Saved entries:
········

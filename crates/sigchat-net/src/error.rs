use thiserror::Error;

use sigchat_session::SessionError;
use sigchat_shared::error::{CodecError, InviteError};

#[derive(Error, Debug, Clone, PartialEq, Eq)]
pub enum TransportError {
    #[error("No inbox registered for peer {0}")]
    UnknownPeer(String),

    #[error("Inbox closed before the packet was handled")]
    Closed,
}

#[derive(Error, Debug, Clone, PartialEq, Eq)]
pub enum CommunicatorError {
    #[error("Communicator is not set up")]
    NotSetUp,

    #[error("No session with peer {0}")]
    NoSession(String),

    #[error("Malformed packet: {0}")]
    MalformedPacket(String),

    #[error("Packet from {sender} claims address {address}")]
    SenderMismatch { sender: String, address: String },

    #[error("Session error: {0}")]
    Session(#[from] SessionError),

    #[error("Transport error: {0}")]
    Transport(#[from] TransportError),

    #[error("Codec error: {0}")]
    Codec(#[from] CodecError),

    #[error("Invite error: {0}")]
    Invite(#[from] InviteError),
}

pub type Result<T> = std::result::Result<T, CommunicatorError>;
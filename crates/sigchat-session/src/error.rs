use thiserror::Error;

use sigchat_shared::error::{CodecError, CryptoError, IdentityError};

/// Errors produced by the key-value store layer.
#[derive(Error, Debug, Clone, PartialEq, Eq)]
pub enum StoreError {
    /// Keys must be non-empty.
    #[error("Store key must not be empty")]
    EmptyKey,

    /// A value that must exist was never written.
    #[error("Missing store key: {0}")]
    MissingKey(String),

    /// A stored value could not be encoded or decoded.
    #[error("Codec error for key {key}: {reason}")]
    Codec { key: String, reason: String },
}

/// Errors produced while establishing or using a session.
#[derive(Error, Debug, Clone, PartialEq, Eq)]
pub enum SessionError {
    #[error("Store error: {0}")]
    Store(#[from] StoreError),

    /// Registration id or identity key missing; run the installer first.
    #[error("Local user is not installed")]
    NotInstalled,

    #[error("No session established with {0}")]
    NoSession(String),

    /// The peer presented a different identity than the one pinned.
    #[error("Untrusted identity for {0}")]
    UntrustedIdentity(String),

    #[error("Signed prekey signature is invalid")]
    InvalidSignature,

    #[error("Unknown or already used prekey: {0}")]
    UnknownPreKey(u32),

    #[error("Unknown signed prekey: {0}")]
    UnknownSignedPreKey(u32),

    #[error("Message {0} was already received")]
    DuplicateMessage(u32),

    #[error("Message {counter} is too far ahead of the receiving chain (limit {limit})")]
    TooFarAhead { counter: u32, limit: usize },

    #[error("Malformed ciphertext: {0}")]
    MalformedCiphertext(String),

    #[error("Crypto error: {0}")]
    Crypto(#[from] CryptoError),

    #[error("Identity error: {0}")]
    Identity(#[from] IdentityError),

    #[error("Codec error: {0}")]
    Codec(#[from] CodecError),
}

/// Convenience alias used throughout the crate.
pub type Result<T> = std::result::Result<T, SessionError>;
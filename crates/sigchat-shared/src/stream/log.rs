use std::sync::Arc;

use parking_lot::RwLock;

use super::{EventSink, EventSource};

/// Append-only in-memory event log.
pub struct EventLog<E> {
    events: Arc<RwLock<Vec<E>>>,
}

impl<E: Clone + Send + Sync + 'static> EventLog<E> {
    pub fn new() -> Self {
        Self::with_events(Vec::new())
    }

    pub fn with_events(events: Vec<E>) -> Self {
        Self {
            events: Arc::new(RwLock::new(events)),
        }
    }

    /// Replay every stored event into `stream`, then record everything
    /// pushed through it from now on.
    pub fn tap<S>(&self, stream: &S)
    where
        S: EventSink<E> + EventSource<E>,
    {
        let stored = self.events.read().clone();
        for event in stored {
            stream.push(event);
        }

        let events = Arc::clone(&self.events);
        stream.subscribe(move |event| events.write().push(event));
    }

    pub fn events(&self) -> Vec<E> {
        self.events.read().clone()
    }

    pub fn len(&self) -> usize {
        self.events.read().len()
    }

    pub fn is_empty(&self) -> bool {
        self.events.read().is_empty()
    }
}

impl<E: Clone + Send + Sync + 'static> EventSink<E> for EventLog<E> {
    fn push(&self, event: E) {
        self.events.write().push(event);
    }
}

impl<E: Clone + Send + Sync + 'static> Default for EventLog<E> {
    fn default() -> Self {
        Self::new()
    }
}
use ed25519_dalek::{Signature, Signer, SigningKey, Verifier, VerifyingKey};
use rand::rngs::OsRng;
use serde::{Deserialize, Serialize};
use x25519_dalek::{PublicKey as DhPublicKey, StaticSecret};

use crate::constants::SIGNATURE_SIZE;
use crate::error::IdentityError;
use crate::types::IdentityKey;

/// A device's long-term identity based on Ed25519.
///
/// The same key doubles as an X25519 key for session agreement, using the
/// birational map between the Edwards and Montgomery forms of Curve25519.
#[derive(Clone)]
pub struct IdentityKeyPair {
    signing_key: SigningKey,
}

/// Stored form of an [`IdentityKeyPair`].
#[derive(Serialize, Deserialize)]
pub struct IdentityExport {
    pub secret_key: [u8; 32],
    pub public_key: [u8; 32],
}

impl IdentityKeyPair {
    pub fn generate() -> Self {
        Self {
            signing_key: SigningKey::generate(&mut OsRng),
        }
    }

    pub fn from_export(export: &IdentityExport) -> Self {
        Self {
            signing_key: SigningKey::from_bytes(&export.secret_key),
        }
    }

    pub fn public_key(&self) -> IdentityKey {
        IdentityKey(self.signing_key.verifying_key().to_bytes())
    }

    /// Ed25519 signature over `message`.
    pub fn sign(&self, message: &[u8]) -> [u8; SIGNATURE_SIZE] {
        self.signing_key.sign(message).to_bytes()
    }

    /// X25519 secret for Diffie-Hellman with this identity
    pub fn dh_secret(&self) -> StaticSecret {
        StaticSecret::from(self.signing_key.to_scalar_bytes())
    }

    pub fn to_export(&self) -> IdentityExport {
        IdentityExport {
            secret_key: *self.signing_key.as_bytes(),
            public_key: self.signing_key.verifying_key().to_bytes(),
        }
    }
}

impl std::fmt::Debug for IdentityKeyPair {
    fn fmt(&self, f: &mut std::fmt::Formatter<'_>) -> std::fmt::Result {
        f.debug_struct("IdentityKeyPair")
            .field("public_key", &self.public_key().short())
            .finish_non_exhaustive()
    }
}

/// Montgomery form of a peer's identity key.
pub fn dh_public_key(identity: &IdentityKey) -> Result<DhPublicKey, IdentityError> {
    let verifying_key =
        VerifyingKey::from_bytes(identity.as_bytes()).map_err(|_| IdentityError::InvalidKeyBytes)?;
    Ok(DhPublicKey::from(verifying_key.to_montgomery().to_bytes()))
}

/// Check `signature` over `message` against a peer's identity key.
pub fn verify_signature(
    identity: &IdentityKey,
    message: &[u8],
    signature: &[u8; SIGNATURE_SIZE],
) -> Result<(), IdentityError> {
    let verifying_key =
        VerifyingKey::from_bytes(identity.as_bytes()).map_err(|_| IdentityError::InvalidKeyBytes)?;
    let signature = Signature::from_bytes(signature);
    verifying_key
        .verify(message, &signature)
        .map_err(|_| IdentityError::InvalidSignature)
}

········

_TASK TO CARRY OUT_
Write the entries out once more, exactly as they were given.

_OUTPUT OF THE TASK_
filename crates/sigchat-net/src/error.rs
use thiserror::Error;

use sigchat_session::SessionError;
use sigchat_shared::error::{CodecError, InviteError};

#[derive(Error, Debug, Clone, PartialEq, Eq)]
pub enum TransportError {
    #[error("No inbox registered for peer {0}")]
    UnknownPeer(String),

    #[error("Inbox closed before the packet was handled")]
    Closed,
}

#[derive(Error, Debug, Clone, PartialEq, Eq)]
pub enum CommunicatorError {
    #[error("Communicator is not set up")]
    NotSetUp,

    #[error("No session with peer {0}")]
    NoSession(String),

    #[error("Malformed packet: {0}")]
    MalformedPacket(String),

    #[error("Packet from {sender} claims address {address}")]
    SenderMismatch { sender: String, address: String },

    #[error("Session error: {0}")]
    Session(#[from] SessionError),

    #[error("Transport error: {0}")]
    Transport(#[from] TransportError),

    #[error("Codec error: {0}")]
    Codec(#[from] CodecError),

    #[error("Invite error: {0}")]
    Invite(#[from] InviteError),
}

pub type Result<T> = std::result::Result<T, CommunicatorError>;
filename crates/sigchat-session/src/error.rs
use thiserror::Error;

use sigchat_shared::error::{CodecError, CryptoError, IdentityError};

/// Errors produced by the key-value store layer.
#[derive(Error, Debug, Clone, PartialEq, Eq)]
pub enum StoreError {
    /// Keys must be non-empty.
    #[error("Store key must not be empty")]
    EmptyKey,

    /// A value that must exist was never written.
    #[error("Missing store key: {0}")]
    MissingKey(String),

    /// A stored value could not be encoded or decoded.
    #[error("Codec error for key {key}: {reason}")]
    Codec { key: String, reason: String },
}

/// Errors produced while establishing or using a session.
#[derive(Error, Debug, Clone, PartialEq, Eq)]
pub enum SessionError {
    #[error("Store error: {0}")]
    Store(#[from] StoreError),

    /// Registration id or identity key missing; run the installer first.
    #[error("Local user is not installed")]
    NotInstalled,

    #[error("No session established with {0}")]
    NoSession(String),

    /// The peer presented a different identity than the one pinned.
    #[error("Untrusted identity for {0}")]
    UntrustedIdentity(String),

    #[error("Signed prekey signature is invalid")]
    InvalidSignature,

    #[error("Unknown or already used prekey: {0}")]
    UnknownPreKey(u32),

    #[error("Unknown signed prekey: {0}")]
    UnknownSignedPreKey(u32),

    #[error("Message {0} was already received")]
    DuplicateMessage(u32),

    #[error("Message {counter} is too far ahead of the receiving chain (limit {limit})")]
    TooFarAhead { counter: u32, limit: usize },

    #[error("Malformed ciphertext: {0}")]
    MalformedCiphertext(String),

    #[error("Crypto error: {0}")]
    Crypto(#[from] CryptoError),

    #[error("Identity error: {0}")]
    Identity(#[from] IdentityError),

    #[error("Codec error: {0}")]
    Codec(#[from] CodecError),
}

/// Convenience alias used throughout the crate.
pub type Result<T> = std::result::Result<T, SessionError>;
filename crates/sigchat-shared/src/stream/log.rs
use std::sync::Arc;

use parking_lot::RwLock;

use super::{EventSink, EventSource};

/// Append-only in-memory event log.
pub struct EventLog<E> {
    events: Arc<RwLock<Vec<E>>>,
}

impl<E: Clone + Send + Sync + 'static> EventLog<E> {
    pub fn new() -> Self {
        Self::with_events(Vec::new())
    }

    pub fn with_events(events: Vec<E>) -> Self {
        Self {
            events: Arc::new(RwLock::new(events)),
        }
    }

    /// Replay every stored event into `stream`, then record everything
    /// pushed through it from now on.
    pub fn tap<S>(&self, stream: &S)
    where
        S: EventSink<E> + EventSource<E>,
    {
        let stored = self.events.read().clone();
        for event in stored {
            stream.push(event);
        }

        let events = Arc::clone(&self.events);
        stream.subscribe(move |event| events.write().push(event));
    }

    pub fn events(&self) -> Vec<E> {
        self.events.read().clone()
    }

    pub fn len(&self) -> usize {
        self.events.read().len()
    }

    pub fn is_empty(&self) -> bool {
        self.events.read().is_empty()
    }
}

impl<E: Clone + Send + Sync + 'static> EventSink<E> for EventLog<E> {
    fn push(&self, event: E) {
        self.events.write().push(event);
    }
}

impl<E: Clone + Send + Sync + 'static> Default for EventLog<E> {
    fn default() -> Self {
        Self::new()
    }
}
use ed25519_dalek::{Signature, Signer, SigningKey, Verifier, VerifyingKey};
use rand::rngs::OsRng;
use serde::{Deserialize, Serialize};
use x25519_dalek::{PublicKey as DhPublicKey, StaticSecret};

use crate::constants::SIGNATURE_SIZE;
use crate::error::IdentityError;
use crate::types::IdentityKey;

/// A device's long-term identity based on Ed25519.
///
/// The same key doubles as an X25519 key for session agreement, using the
/// birational map between the Edwards and Montgomery forms of Curve25519.
#[derive(Clone)]
pub struct IdentityKeyPair {
    signing_key: SigningKey,
}

/// Stored form of an [`IdentityKeyPair`].
#[derive(Serialize, Deserialize)]
pub struct IdentityExport {
    pub secret_key: [u8; 32],
    pub public_key: [u8; 32],
}

impl IdentityKeyPair {
    pub fn generate() -> Self {
        Self {
            signing_key: SigningKey::generate(&mut OsRng),
        }
    }

    pub fn from_export(export: &IdentityExport) -> Self {
        Self {
            signing_key: SigningKey::from_bytes(&export.secret_key),
        }
    }

    pub fn public_key(&self) -> IdentityKey {
        IdentityKey(self.signing_key.verifying_key().to_bytes())
    }

    /// Ed25519 signature over `message`.
    pub fn sign(&self, message: &[u8]) -> [u8; SIGNATURE_SIZE] {
        self.signing_key.sign(message).to_bytes()
    }

    /// X25519 secret for Diffie-Hellman with this identity
    pub fn dh_secret(&self) -> StaticSecret {
        StaticSecret::from(self.signing_key.to_scalar_bytes())
    }

    pub fn to_export(&self) -> IdentityExport {
        IdentityExport {
            secret_key: *self.signing_key.as_bytes(),
            public_key: self.signing_key.verifying_key().to_bytes(),
        }
    }
}

impl std::fmt::Debug for IdentityKeyPair {
    fn fmt(&self, f: &mut std::fmt::Formatter<'_>) -> std::fmt::Result {
        f.debug_struct("IdentityKeyPair")
            .field("public_key", &self.public_key().short())
            .finish_non_exhaustive()
    }
}

/// Montgomery form of a peer's identity key.
pub fn dh_public_key(identity: &IdentityKey) -> Result<DhPublicKey, IdentityError> {
    let verifying_key =
        VerifyingKey::from_bytes(identity.as_bytes()).map_err(|_| IdentityError::InvalidKeyBytes)?;
    Ok(DhPublicKey::from(verifying_key.to_montgomery().to_bytes()))
}

/// Check `signature` over `message` against a peer's identity key.
pub fn verify_signature(
    identity: &IdentityKey,
    message: &[u8],
    signature: &[u8; SIGNATURE_SIZE],
) -> Result<(), IdentityError> {
    let verifying_key =
        VerifyingKey::from_bytes(identity.as_bytes()).map_err(|_| IdentityError::InvalidKeyBytes)?;
    let signature = Signature::from_bytes(signature);
    verifying_key
        .verify(message, &signature)
        .map_err(|_| IdentityError::InvalidSignature)
}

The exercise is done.